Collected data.
--- START ---

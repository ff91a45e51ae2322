//! # UPDATE Operation Module
//!
//! Rewrites the assigned cells of every row that matches a WHERE clause.
//! A WHERE clause is mandatory; an unconditional UPDATE is rejected before
//! any row is examined.
//!
//! Rows affected counts matched rows, not cell writes. An UPDATE that
//! matches nothing succeeds with zero rows affected and writes nothing.
//!
//! A batch applies several `(assignments, where)` pairs in order, each one
//! seeing the rows the previous pair produced, and persists once. Any
//! failing pair aborts the whole batch.

use crate::database::dml::{Mutation, RowMatcher};
use crate::database::{Database, ExecuteResult};
use crate::error::QueryError;
use crate::sql::Assignments;
use crate::types::{Row, Table};
use eyre::{bail, Result, WrapErr};
use tracing::instrument;

pub fn update_matching(
    table: &Table,
    assignments: &Assignments,
    where_clause: &str,
    matcher: RowMatcher,
) -> Result<Mutation> {
    if where_clause.trim().is_empty() {
        bail!(QueryError::MissingWhereClause { operation: "UPDATE" });
    }
    let targets = assignments.resolve(table)?;
    let mask = matcher.mask(table, where_clause)?;

    let mut rows_affected = 0;
    let rows: Vec<Row> = table
        .rows()
        .iter()
        .zip(&mask)
        .map(|(row, &matched)| {
            let mut row = row.clone();
            if matched {
                rows_affected += 1;
                for &(index, value) in &targets {
                    row.values[index] = value.to_string();
                }
            }
            row
        })
        .collect();

    Ok(Mutation {
        table: Table::from_rows(table.columns().to_vec(), rows)?,
        rows_affected,
    })
}

impl Database {
    /// Applies `assignments` to every row matching `where_clause`. Returns
    /// the number of rows matched.
    #[instrument(name = "database::update", level = "debug", skip(self))]
    pub fn update(&mut self, assignments: &str, where_clause: &str) -> Result<usize> {
        let parsed = Assignments::parse(assignments, "UPDATE")?;
        let mutation = update_matching(self.table(), &parsed, where_clause, self.row_matcher())?;

        if mutation.is_noop() {
            tracing::info!("no rows matched");
            return Ok(0);
        }

        let rows_affected = mutation.rows_affected;
        self.commit(mutation.table)?;
        tracing::info!(rows = rows_affected, "rows updated");
        Ok(rows_affected)
    }

    #[instrument(name = "database::update_batch", level = "debug", skip(self, batch), fields(count = batch.len()))]
    pub fn update_batch<S: AsRef<str>>(&mut self, batch: &[(S, S)]) -> Result<usize> {
        if batch.is_empty() {
            bail!(QueryError::EmptyInput { operation: "UPDATE" });
        }

        let mut table = self.table().clone();
        let mut rows_affected = 0;
        for (i, (assignments, where_clause)) in batch.iter().enumerate() {
            let mutation = Assignments::parse(assignments.as_ref(), "UPDATE")
                .and_then(|parsed| {
                    update_matching(&table, &parsed, where_clause.as_ref(), self.row_matcher())
                })
                .wrap_err_with(|| format!("batch update {} failed", i + 1))?;
            rows_affected += mutation.rows_affected;
            table = mutation.table;
        }

        if rows_affected == 0 {
            tracing::info!("no rows matched");
            return Ok(0);
        }

        self.commit(table)?;
        tracing::info!(rows = rows_affected, "rows updated");
        Ok(rows_affected)
    }

    pub(crate) fn execute_update(
        &mut self,
        assignments: &str,
        where_clause: &str,
    ) -> Result<ExecuteResult> {
        let rows_affected = self.update(assignments, where_clause)?;
        Ok(ExecuteResult::Update { rows_affected })
    }
}

#[cfg(test)]
mod tests {
    use super::*;
    use crate::error::query_error;

    fn people() -> Table {
        Table::from_rows(
            vec!["id".into(), "name".into(), "age".into()],
            vec![
                Row::from(vec!["1", "A", "20"]),
                Row::from(vec!["2", "B", "30"]),
                Row::from(vec!["3", "C", "40"]),
            ],
        )
        .unwrap()
    }

    fn set(text: &str) -> Assignments {
        Assignments::parse(text, "UPDATE").unwrap()
    }

    #[test]
    fn updates_only_matching_row() {
        let table = people();
        let mutation =
            update_matching(&table, &set("age=99"), "name='B'", RowMatcher::Position).unwrap();

        assert_eq!(mutation.rows_affected, 1);
        assert_eq!(mutation.table.rows()[1].values, vec!["2", "B", "99"]);
        assert_eq!(mutation.table.rows()[0], table.rows()[0]);
        assert_eq!(mutation.table.rows()[2], table.rows()[2]);
    }

    #[test]
    fn empty_where_is_rejected() {
        let err = update_matching(&people(), &set("age=1"), " ", RowMatcher::Position).unwrap_err();
        assert_eq!(
            query_error(&err),
            Some(&QueryError::MissingWhereClause { operation: "UPDATE" })
        );
    }

    #[test]
    fn unknown_assignment_column_is_rejected() {
        let err =
            update_matching(&people(), &set("salary=1"), "id=1", RowMatcher::Position).unwrap_err();
        assert_eq!(
            query_error(&err),
            Some(&QueryError::unknown_column("salary"))
        );
    }

    #[test]
    fn no_match_is_a_noop() {
        let mutation =
            update_matching(&people(), &set("age=1"), "age > 100", RowMatcher::Signature).unwrap();
        assert!(mutation.is_noop());
        assert_eq!(mutation.table, people());
    }

    #[test]
    fn duplicate_rows_are_updated_together() {
        let table = Table::from_rows(
            vec!["id".into(), "v".into()],
            vec![
                Row::from(vec!["9", "x"]),
                Row::from(vec!["1", "y"]),
                Row::from(vec!["9", "x"]),
            ],
        )
        .unwrap();

        for matcher in [RowMatcher::Position, RowMatcher::Signature] {
            let mutation = update_matching(&table, &set("v=z"), "id=9", matcher).unwrap();
            assert_eq!(mutation.rows_affected, 2, "matcher {} SHOULD hit both copies", matcher);
        }
    }

    #[test]
    fn batch_applies_pairs_in_order() {
        let mut db = Database::in_memory(people());

        let affected = db
            .update_batch(&[("age=50", "name='A'"), ("name=Z", "age >= 40")])
            .unwrap();

        assert_eq!(affected, 3, "second pair SHOULD see the first pair's write");
        let names: Vec<&str> = db.table().column_cells(1).collect();
        assert_eq!(names, vec!["Z", "B", "Z"]);
    }

    #[test]
    fn batch_failure_leaves_table_untouched() {
        let mut db = Database::in_memory(people());

        let err = db
            .update_batch(&[("age=1", "id=1"), ("age=2", "")])
            .unwrap_err();

        assert_eq!(
            query_error(&err),
            Some(&QueryError::MissingWhereClause { operation: "UPDATE" })
        );
        assert!(err.to_string().contains("batch update 2"));
        assert_eq!(db.table(), &people());
    }

    #[test]
    fn empty_batch_is_rejected() {
        let mut db = Database::in_memory(people());
        let err = db.update_batch::<&str>(&[]).unwrap_err();
        assert_eq!(
            query_error(&err),
            Some(&QueryError::EmptyInput { operation: "UPDATE" })
        );
    }
}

--- END ---

ACTION ITEM. Copy out each line of the records above that includes "instrument".

ANSWER.
use tracing::instrument;
    #[instrument(name = "database::update", level = "debug", skip(self))]
    #[instrument(name = "database::update_batch", level = "debug", skip(self, batch), fields(count = batch.len()))]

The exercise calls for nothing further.